What do I need to teach my child about anxiety?

Last week’s podcast episode, that’s number 60, how do I find time to work on my child’s anxiety, I talked about anti-anxiety skills and techniques and how it’s important that we learn them so we can teach them to our child and a listener wrote me after to ask more about this. They wanted to know what I meant by skills and techniques.

Ok, so tackling child anxiety has two basic pieces. The first piece is about confronting the anxiety itself. And that’s the Parenting Pitfall piece. That’s where we need to learn how to parent our specific child to help us stop avoiding the things that make them anxious. I’ve talked a lot about that.

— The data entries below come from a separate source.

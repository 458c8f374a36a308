// src/ui/tile.rs
//! Tiles
//!
//! A tile is a page of the UI. Main tiles are linked left/right into a
//! ring; secondary tiles hang below a main tile through top/bottom links.
//! Linking always sets both ends of the edge.

use alloc::boxed::Box;
use alloc::vec::Vec;

use embedded_graphics::prelude::*;
use embedded_graphics::primitives::Rectangle;

use crate::config::{SCREEN_HEIGHT, SCREEN_WIDTH};
use crate::error::EventResult;
use crate::graphics::{Canvas, Color};
use crate::ui::event::{TileEvent, TileId, WidgetId};

#[derive(Debug, Clone, Copy, PartialEq, Eq, Default)]
pub enum TileKind {
    #[default]
    Main,
    Secondary,
}

/// Directional neighbors of a tile.
#[derive(Debug, Clone, Copy, PartialEq, Eq, Default)]
pub struct TileLinks {
    pub left: Option<TileId>,
    pub right: Option<TileId>,
    pub top: Option<TileId>,
    pub bottom: Option<TileId>,
}

/// Application hooks attached to a tile.
pub trait TileHandler {
    /// Lifecycle and button notifications.
    fn on_event(&mut self, _event: TileEvent) -> EventResult {
        EventResult::Unprocessed
    }

    /// Custom drawing, after the background fill and before the widgets.
    fn draw(&mut self, _canvas: &mut Canvas<'_>) {}
}

pub struct Tile {
    pub(crate) offset: Point,
    size: Size,
    background: Color,
    kind: TileKind,
    pub(crate) links: TileLinks,
    /// Modal tiles are framed with this color
    pub(crate) frame: Option<Color>,
    /// Top-level widgets in drawing order
    pub(crate) widgets: Vec<WidgetId>,
    pub(crate) handler: Option<Box<dyn TileHandler>>,
}

impl Default for Tile {
    fn default() -> Self {
        Self::new()
    }
}

impl Tile {
    /// Full-screen main tile with a black background.
    pub fn new() -> Self {
        Self {
            offset: Point::zero(),
            size: Size::new(SCREEN_WIDTH, SCREEN_HEIGHT),
            background: Color::BLACK,
            kind: TileKind::Main,
            links: TileLinks::default(),
            frame: None,
            widgets: Vec::new(),
            handler: None,
        }
    }

    /// Bordered dialog tile placed at `(x, y)` on screen.
    pub fn modal(x: i32, y: i32, width: u32, height: u32) -> Self {
        Self {
            offset: Point::new(x, y),
            size: Size::new(width, height),
            frame: Some(Color::WHITE),
            ..Self::new()
        }
    }

    pub fn with_size(mut self, size: Size) -> Self {
        self.size = size;
        self
    }

    pub fn with_background(mut self, color: Color) -> Self {
        self.background = color;
        self
    }

    pub fn with_handler(mut self, handler: impl TileHandler + 'static) -> Self {
        self.handler = Some(Box::new(handler));
        self
    }

    pub fn set_handler(&mut self, handler: impl TileHandler + 'static) {
        self.handler = Some(Box::new(handler));
    }

    pub fn set_background(&mut self, color: Color) {
        self.background = color;
    }

    pub fn background(&self) -> Color {
        self.background
    }

    pub fn kind(&self) -> TileKind {
        self.kind
    }

    pub fn links(&self) -> TileLinks {
        self.links
    }

    pub fn offset(&self) -> Point {
        self.offset
    }

    pub fn size(&self) -> Size {
        self.size
    }

    pub fn is_modal(&self) -> bool {
        self.frame.is_some()
    }

    /// Screen area covered at the current offset.
    pub fn bounds(&self) -> Rectangle {
        Rectangle::new(self.offset, self.size)
    }

    pub fn widgets(&self) -> &[WidgetId] {
        &self.widgets
    }

    pub(crate) fn send_event(&mut self, event: TileEvent) -> EventResult {
        match self.handler.as_mut() {
            Some(handler) => handler.on_event(event),
            None => EventResult::Unprocessed,
        }
    }

    /// Fill, frame, then the handler's own drawing. Widgets are drawn by
    /// the controller afterwards.
    pub(crate) fn draw_base(&mut self, canvas: &mut Canvas<'_>) {
        let (w, h) = (self.size.width as i32, self.size.height as i32);
        canvas.fill_region(0, 0, w, h, self.background);
        if let Some(frame) = self.frame {
            canvas.draw_border(w, h, frame);
        }
        if let Some(handler) = self.handler.as_mut() {
            handler.draw(canvas);
        }
    }
}

// ----------------------------------------------------------------------
// Linking
// ----------------------------------------------------------------------

/// Link `b` to the right of `a`.
pub(crate) fn link_right(tiles: &mut [Tile], a: TileId, b: TileId) {
    tiles[a.0].links.right = Some(b);
    tiles[b.0].links.left = Some(a);
}

/// Link `b` to the left of `a`.
pub(crate) fn link_left(tiles: &mut [Tile], a: TileId, b: TileId) {
    link_right(tiles, b, a);
}

/// Hang `b` below `a`; `b` becomes secondary.
pub(crate) fn link_bottom(tiles: &mut [Tile], a: TileId, b: TileId) {
    tiles[a.0].links.bottom = Some(b);
    tiles[b.0].links.top = Some(a);
    tiles[b.0].kind = TileKind::Secondary;
}

/// Put `b` above `a`; `a` becomes secondary.
pub(crate) fn link_top(tiles: &mut [Tile], a: TileId, b: TileId) {
    link_bottom(tiles, b, a);
}

/// Main tile owning `tile`, following top links through secondary tiles.
pub(crate) fn main_tile_of(tiles: &[Tile], tile: TileId) -> TileId {
    let mut current = tile;
    // Bounded in case links form a cycle
    for _ in 0..tiles.len() {
        let t = &tiles[current.0];
        match (t.kind, t.links.top) {
            (TileKind::Secondary, Some(top)) => current = top,
            _ => break,
        }
    }
    current
}
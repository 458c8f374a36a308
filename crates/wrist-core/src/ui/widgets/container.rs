use alloc::vec::Vec;

use embedded_graphics::prelude::*;

use crate::graphics::Canvas;
use crate::ui::event::WidgetId;
use crate::ui::style::WidgetStyle;

/// Groups child widgets; children are positioned relative to the
/// container's top-left corner shifted by its scroll offset.
#[derive(Debug, Clone, Default, PartialEq, Eq)]
pub struct Container {
    children: Vec<WidgetId>,
    scroll: Point,
}

impl Container {
    pub fn new() -> Self {
        Self::default()
    }

    pub fn children(&self) -> &[WidgetId] {
        &self.children
    }

    pub fn scroll(&self) -> Point {
        self.scroll
    }

    pub fn set_scroll(&mut self, scroll: Point) {
        self.scroll = scroll;
    }

    pub(crate) fn push(&mut self, child: WidgetId) {
        if !self.children.contains(&child) {
            self.children.push(child);
        }
    }

    pub(crate) fn remove(&mut self, child: WidgetId) -> bool {
        let before = self.children.len();
        self.children.retain(|&c| c != child);
        before != self.children.len()
    }

    pub(crate) fn draw(&self, canvas: &mut Canvas<'_>, size: Size, style: &WidgetStyle) {
        canvas.fill_region(0, 0, size.width as i32, size.height as i32, style.background);
    }
}
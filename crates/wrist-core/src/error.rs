//! Error taxonomy for the UI core.
//!
//! Most misconfiguration is corrected on the spot (values are clamped,
//! bounds swapped) and an event nobody claims is reported as
//! [`EventResult::Unprocessed`], which is a normal outcome rather than an
//! error. [`UiError`] covers what is left: stale handles and operations the
//! current state cannot honour.

use thiserror_no_std::Error;

/// Errors returned by fallible UI operations
#[derive(Debug, Clone, Copy, PartialEq, Eq, Error)]
pub enum UiError {
    /// The controller has no current tile yet
    #[error("UI not initialized: no current tile selected")]
    NotInitialized,

    /// A configuration value could not be used even after clamping
    #[error("Invalid argument: {0}")]
    InvalidArgument(&'static str),

    /// Operation not valid for this widget kind, image format or mode
    #[error("Unsupported operation: {0}")]
    Unsupported(&'static str),

    /// Tile handle does not belong to this controller
    #[error("Unknown tile handle: {0}")]
    UnknownTile(usize),

    /// Widget handle does not belong to this controller
    #[error("Unknown widget handle: {0}")]
    UnknownWidget(usize),
}

/// Result type for UI operations
pub type UiResult<T> = Result<T, UiError>;

/// Outcome of delivering an event to a widget or tile handler
#[derive(Debug, Clone, Copy, PartialEq, Eq)]
pub enum EventResult {
    /// A handler consumed the event
    Processed,
    /// Nobody claimed the event; the caller may try the next candidate
    Unprocessed,
}

impl EventResult {
    pub fn is_processed(self) -> bool {
        matches!(self, EventResult::Processed)
    }

    pub fn from_bool(processed: bool) -> Self {
        if processed {
            EventResult::Processed
        } else {
            EventResult::Unprocessed
        }
    }
}
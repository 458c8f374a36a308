// src/ui/widgets/listbox.rs
//! Scrollable vertical list
//!
//! A listbox stacks its children top to bottom inside a viewport and scrolls
//! them with a momentum ("fling") model:
//!
//! - a vertical swipe starts `Moving` with the swipe velocity as speed
//! - every drawn frame decays the speed by [`FLING_DECAY`] and moves the
//!   content by a quarter of it, clamped to the scrollable range
//! - hitting either end of the range or dropping below [`FLING_STOP_SPEED`]
//!   ends the fling
//! - touching down during a fling stops it; the tap produced by that touch
//!   is swallowed so it does not select anything
//!
//! Child routing and selection bookkeeping that needs the widget arena is
//! done by the controller, driven by [`Listbox::route`].

use alloc::vec::Vec;

use embedded_graphics::prelude::*;
use embedded_graphics::primitives::Rectangle;

use super::scrollbar::{Orientation, Scrollbar};
use crate::graphics::{Canvas, Color};
use crate::ui::event::{WidgetEvent, WidgetId};
use crate::ui::style::WidgetStyle;

pub const SCROLLBAR_WIDTH: i32 = 8;
/// Gap between the viewport edge and the stacked children.
pub const ITEM_MARGIN: i32 = 2;
pub const FLING_DECAY: f32 = 0.98;
pub const FLING_STOP_SPEED: f32 = 0.5;

const SCROLLBAR_STYLE: WidgetStyle = WidgetStyle::new(Color::BLACK, Color::GRAY, Color::WHITE);

#[derive(Debug, Clone, Copy, PartialEq, Eq, Default)]
pub enum ScrollState {
    #[default]
    Idle,
    /// Fling started, first frame not drawn yet
    Moving,
    MovingFree,
    /// Fling halted by a touch that has not been lifted yet
    Stopped,
}

/// How the controller should route an event the listbox received.
#[derive(Debug, Clone, Copy, PartialEq, Eq)]
pub(crate) enum ListRoute {
    /// Handled by the listbox itself
    Consumed,
    /// Not for this listbox
    Ignored,
    /// Deliver to the child under the point
    Forward,
    /// Deliver to every child
    Broadcast,
    /// Select the child under the point
    Select,
}

#[derive(Debug, Clone, PartialEq, Default)]
pub struct Listbox {
    children: Vec<WidgetId>,
    selected: Option<WidgetId>,
    state: ScrollState,
    speed: f32,
    offset: f32,
    content_height: i32,
    swallow_tap: bool,
    scrollbar: Scrollbar,
}

impl Listbox {
    pub fn new() -> Self {
        Self {
            scrollbar: Scrollbar::new(Orientation::Vertical),
            content_height: ITEM_MARGIN,
            ..Self::default()
        }
    }

    pub fn children(&self) -> &[WidgetId] {
        &self.children
    }

    pub fn selected(&self) -> Option<WidgetId> {
        self.selected
    }

    pub fn state(&self) -> ScrollState {
        self.state
    }

    /// Current scroll offset, zero or negative.
    pub fn offset(&self) -> i32 {
        self.offset as i32
    }

    pub fn content_height(&self) -> i32 {
        self.content_height
    }

    /// Area children are drawn in, relative to the listbox.
    pub fn viewport(size: Size) -> Rectangle {
        Rectangle::new(
            Point::new(1, 1),
            Size::new(
                (size.width as i32 - 2 - SCROLLBAR_WIDTH).max(0) as u32,
                size.height.saturating_sub(2),
            ),
        )
    }

    fn scrollbar_area(size: Size) -> Rectangle {
        Rectangle::new(
            Point::new(size.width as i32 - 1 - SCROLLBAR_WIDTH, 1),
            Size::new(SCROLLBAR_WIDTH as u32, size.height.saturating_sub(2)),
        )
    }

    /// Lowest valid offset for a viewport of `viewport_height` pixels.
    fn min_offset(&self, viewport_height: i32) -> f32 {
        -((self.content_height - viewport_height).max(0) as f32)
    }

    // ------------------------------------------------------------------
    // Children bookkeeping
    // ------------------------------------------------------------------

    /// Append a child of `height` pixels; returns its box relative to the
    /// viewport.
    pub(crate) fn push(&mut self, child: WidgetId, size: Size, height: u32) -> Rectangle {
        let width = (Self::viewport(size).size.width as i32 - 2 * ITEM_MARGIN).max(0) as u32;
        let slot = Rectangle::new(
            Point::new(ITEM_MARGIN, self.content_height),
            Size::new(width, height),
        );
        self.children.push(child);
        self.content_height += height as i32;
        slot
    }

    /// Drop a child; the caller restacks the remaining ones.
    pub(crate) fn remove(&mut self, child: WidgetId) -> bool {
        let before = self.children.len();
        self.children.retain(|&c| c != child);
        if self.selected == Some(child) {
            self.selected = None;
        }
        before != self.children.len()
    }

    /// Restart the stacking cursor; the caller re-pushes heights with
    /// [`restack_next`](Self::restack_next).
    pub(crate) fn restack_begin(&mut self) {
        self.content_height = ITEM_MARGIN;
    }

    pub(crate) fn restack_next(&mut self, height: u32) -> i32 {
        let y = self.content_height;
        self.content_height += height as i32;
        y
    }

    /// Record `child` as selected, returning the previous selection if it
    /// has to be deselected.
    pub(crate) fn select(&mut self, child: WidgetId) -> Option<WidgetId> {
        let previous = self.selected.replace(child);
        previous.filter(|&p| p != child)
    }

    // ------------------------------------------------------------------
    // Fling
    // ------------------------------------------------------------------

    /// Start a fling; positive speed scrolls the content up.
    pub fn fling(&mut self, speed: f32) {
        self.speed = speed;
        self.state = ScrollState::Moving;
    }

    /// Advance the fling by one frame.
    pub fn animate(&mut self, viewport_height: i32) {
        let min = self.min_offset(viewport_height);
        match self.state {
            ScrollState::Moving | ScrollState::MovingFree => {
                self.state = ScrollState::MovingFree;
                self.speed *= FLING_DECAY;
                self.offset -= self.speed / 4.0;

                if self.offset <= min {
                    self.offset = min;
                    self.stop();
                } else if self.offset >= 0.0 {
                    self.offset = 0.0;
                    self.stop();
                } else if self.speed.abs() < FLING_STOP_SPEED {
                    self.stop();
                }
            }
            ScrollState::Idle | ScrollState::Stopped => {
                // Content may have shrunk since the last frame
                self.offset = self.offset.clamp(min, 0.0);
            }
        }
    }

    fn stop(&mut self) {
        self.speed = 0.0;
        self.state = ScrollState::Idle;
    }

    /// Decide how `event` is handled. Scroll state changes happen here.
    pub(crate) fn route(&mut self, event: WidgetEvent, velocity: i32) -> ListRoute {
        match event {
            WidgetEvent::SwipeUp => {
                self.fling(velocity as f32);
                ListRoute::Consumed
            }
            WidgetEvent::SwipeDown => {
                self.fling(-(velocity as f32));
                ListRoute::Consumed
            }
            WidgetEvent::Press => {
                self.swallow_tap = false;
                match self.state {
                    ScrollState::Moving | ScrollState::MovingFree => {
                        self.speed = 0.0;
                        self.state = ScrollState::Stopped;
                        ListRoute::Consumed
                    }
                    _ => ListRoute::Forward,
                }
            }
            WidgetEvent::Release => {
                if self.state == ScrollState::Stopped {
                    self.state = ScrollState::Idle;
                    self.swallow_tap = true;
                }
                ListRoute::Broadcast
            }
            WidgetEvent::Tap => {
                if core::mem::take(&mut self.swallow_tap) {
                    ListRoute::Consumed
                } else {
                    ListRoute::Select
                }
            }
            WidgetEvent::SwipeLeft
            | WidgetEvent::SwipeRight
            | WidgetEvent::Select
            | WidgetEvent::Deselect => ListRoute::Ignored,
        }
    }

    // ------------------------------------------------------------------
    // Drawing
    // ------------------------------------------------------------------

    /// Advance the fling and sync the scrollbar; called once per frame
    /// before the children are drawn.
    pub(crate) fn prepare_frame(&mut self, size: Size) {
        let viewport = Self::viewport(size).size.height as i32;
        self.animate(viewport);
        self.scrollbar.set_viewport(viewport);
        self.scrollbar
            .configure(0, (self.content_height - viewport).max(0), -self.offset());
    }

    pub(crate) fn draw_background(&self, canvas: &mut Canvas<'_>, size: Size, style: &WidgetStyle) {
        canvas.fill_region(1, 1, size.width as i32 - 2, size.height as i32 - 2, style.background);
    }

    pub(crate) fn draw_chrome(&self, canvas: &mut Canvas<'_>, size: Size, style: &WidgetStyle) {
        let area = Self::scrollbar_area(size);
        let origin = canvas.origin() + area.top_left;
        let mut bar = Canvas::new(canvas.surface(), origin);
        self.scrollbar.draw(&mut bar, area.size, &SCROLLBAR_STYLE);
        canvas.draw_border(size.width as i32, size.height as i32, style.border);
    }
}
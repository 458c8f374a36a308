//! Bitmap text
//!
//! All UI text uses the 8x13 ASCII font. The large variant doubles every
//! glyph pixel into a 2x2 block rather than shipping a second font.

use embedded_graphics::Pixel;
use embedded_graphics::mono_font::MonoTextStyle;
use embedded_graphics::mono_font::ascii::FONT_8X13;
use embedded_graphics::prelude::*;
use embedded_graphics::primitives::Rectangle;
use embedded_graphics::text::{Baseline, Text};

use super::color::Color;

pub const GLYPH_WIDTH: i32 = 8;
pub const GLYPH_HEIGHT: i32 = 13;

/// Width in pixels of `text` at normal size.
pub fn text_width(text: &str) -> i32 {
    text.chars().count() as i32 * GLYPH_WIDTH
}

/// Width in pixels of `text` at double size.
pub fn text_width_x2(text: &str) -> i32 {
    text_width(text) * 2
}

/// Draw `text` with its top-left corner at `position`; returns the position
/// following the last glyph.
pub fn draw_text<D>(
    target: &mut D,
    position: Point,
    text: &str,
    color: Color,
) -> Result<Point, D::Error>
where
    D: DrawTarget<Color = Color>,
{
    let style = MonoTextStyle::new(&FONT_8X13, color);
    Text::with_baseline(text, position, style, Baseline::Top).draw(target)
}

/// Double-size variant of [`draw_text`].
pub fn draw_text_x2<D>(
    target: &mut D,
    position: Point,
    text: &str,
    color: Color,
) -> Result<Point, D::Error>
where
    D: DrawTarget<Color = Color>,
{
    let mut doubled = Doubled {
        target,
        origin: position,
    };
    let end = draw_text(&mut doubled, position, text, color)?;
    Ok(position + (end - position) * 2)
}

pub fn draw_char<D>(
    target: &mut D,
    position: Point,
    c: char,
    color: Color,
) -> Result<Point, D::Error>
where
    D: DrawTarget<Color = Color>,
{
    let mut buf = [0u8; 4];
    draw_text(target, position, c.encode_utf8(&mut buf), color)
}

pub fn draw_char_x2<D>(
    target: &mut D,
    position: Point,
    c: char,
    color: Color,
) -> Result<Point, D::Error>
where
    D: DrawTarget<Color = Color>,
{
    let mut buf = [0u8; 4];
    draw_text_x2(target, position, c.encode_utf8(&mut buf), color)
}

/// Scales everything drawn through it by two around `origin`.
struct Doubled<'a, D> {
    target: &'a mut D,
    origin: Point,
}

impl<D: DrawTarget<Color = Color>> Dimensions for Doubled<'_, D> {
    fn bounding_box(&self) -> Rectangle {
        self.target.bounding_box()
    }
}

impl<D: DrawTarget<Color = Color>> DrawTarget for Doubled<'_, D> {
    type Color = Color;
    type Error = D::Error;

    fn draw_iter<I>(&mut self, pixels: I) -> Result<(), Self::Error>
    where
        I: IntoIterator<Item = Pixel<Self::Color>>,
    {
        for Pixel(point, color) in pixels {
            let scaled = self.origin + (point - self.origin) * 2;
            self.target
                .fill_solid(&Rectangle::new(scaled, Size::new(2, 2)), color)?;
        }
        Ok(())
    }
}

#[cfg(test)]
mod tests {
    use super::*;
    use crate::graphics::PixelSurface;

    fn bounds_of(surface: &PixelSurface, color: Color) -> Option<(i32, i32, i32, i32)> {
        let mut bounds: Option<(i32, i32, i32, i32)> = None;
        for y in 0..240 {
            for x in 0..240 {
                if surface.get_pixel(x, y) == color {
                    bounds = Some(match bounds {
                        None => (x, y, x, y),
                        Some((x0, y0, x1, y1)) => (x0.min(x), y0.min(y), x1.max(x), y1.max(y)),
                    });
                }
            }
        }
        bounds
    }

    #[test]
    fn test_widths() {
        assert_eq!(text_width("OK"), 16);
        assert_eq!(text_width_x2("OK"), 32);
        assert_eq!(text_width(""), 0);
    }

    #[test]
    fn test_text_stays_in_glyph_cells() {
        let mut surface = PixelSurface::new(240, 240);
        let end = draw_text(&mut surface, Point::new(10, 20), "Hi", Color::WHITE).unwrap();
        assert_eq!(end.x, 26);
        let (x0, y0, x1, y1) = bounds_of(&surface, Color::WHITE).unwrap();
        assert!(x0 >= 10 && x1 < 26);
        assert!(y0 >= 20 && y1 < 20 + GLYPH_HEIGHT);
    }

    #[test]
    fn test_double_size_text() {
        let mut surface = PixelSurface::new(240, 240);
        let end = draw_text_x2(&mut surface, Point::new(10, 20), "Hi", Color::WHITE).unwrap();
        assert_eq!(end.x, 42);
        let (x0, y0, x1, y1) = bounds_of(&surface, Color::WHITE).unwrap();
        assert!(x0 >= 10 && x1 < 42);
        assert!(y0 >= 20 && y1 < 20 + GLYPH_HEIGHT * 2);
        // Every lit pixel belongs to a 2x2 block aligned on the origin
        for y in (20..46).step_by(2) {
            for x in (10..42).step_by(2) {
                let c = surface.get_pixel(x, y);
                assert_eq!(surface.get_pixel(x + 1, y + 1), c);
            }
        }
    }

    #[test]
    fn test_draw_char() {
        let mut surface = PixelSurface::new(240, 240);
        draw_char(&mut surface, Point::zero(), 'X', Color::GREEN).unwrap();
        assert!(bounds_of(&surface, Color::GREEN).is_some());
    }
}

The second piece is learning the cognitive behavioral tools so your child understands and learns how to manage their anxiety.

Anxious people, anxious kids are gonna be anxious. If we are sensitive, a bit more negative — you know, like we can spot potential problems before they even show up. This would be someone who always has a Plan B because they’re worried Plan A might work, or someone who tells you all of the reasons why things are likely to go badly. Anyway, if we have a brain that’s prone to anxiety then anxiety is going to be part of how we operate. Instead of trying to eliminate anxiety, we need to understand it — understand how it works, how it shows up for us — and we need to know what to do when we’re feeling it.

Both of these things — not avoiding anxiety, also called exposure and managing anxiety — are necessary. Learning one without the other is incomplete but that doesn’t mean you have to be learning both simultaneously. It’s more like you start chipping away at it wherever it feels most accessible. Which is what I was talking about last week.

We need to learn them first and figure out how to make sense of them so that we can interpret them for our children. And they also need to become sort of embedded in our thinking and in the way our family operates. We often segregate big discussions but I want you to understand that anxiety is a way we operate and so we can’t segregate anxiety work to a once a week thing. Anxiety is not a Topic with a capital t; it’s a way of functioning and that’s how anti-anxiety needs to be, too.

Think about other values that are automatically practiced in your family like living out kindness by saying please and thank you or living out responsibility by prioritizing homework or whatever. These value practices might be so automatic that you don’t notice them unless you visit someone else and you realize, oh so not every family greets each other when they get home. Or not every family has a chore list. A value of anti-anxiety needs to be practiced. It needs to become a way of functioning. First we learn it, we learn how to enact it in our family, and then we practice it.

Let’s discuss more what those skills, those cognitive behavioral tools, look like.

I’m going to use the section headings from my CBT Family course in the membership to illustrate this. It’s important to know that in real life these skills aren’t so neatly classified. They overlap each other and they build on each other. But this will give you a general ideas.

Section 1 Understanding Anxiety

We need to know how anxiety shows up for us. How does it show up in our bodies, how does it work. We need to be able to spot and label it. Remember anxiety is not danger but it can feel and look like danger. Understanding the difference is a big part of learning to overcome it. 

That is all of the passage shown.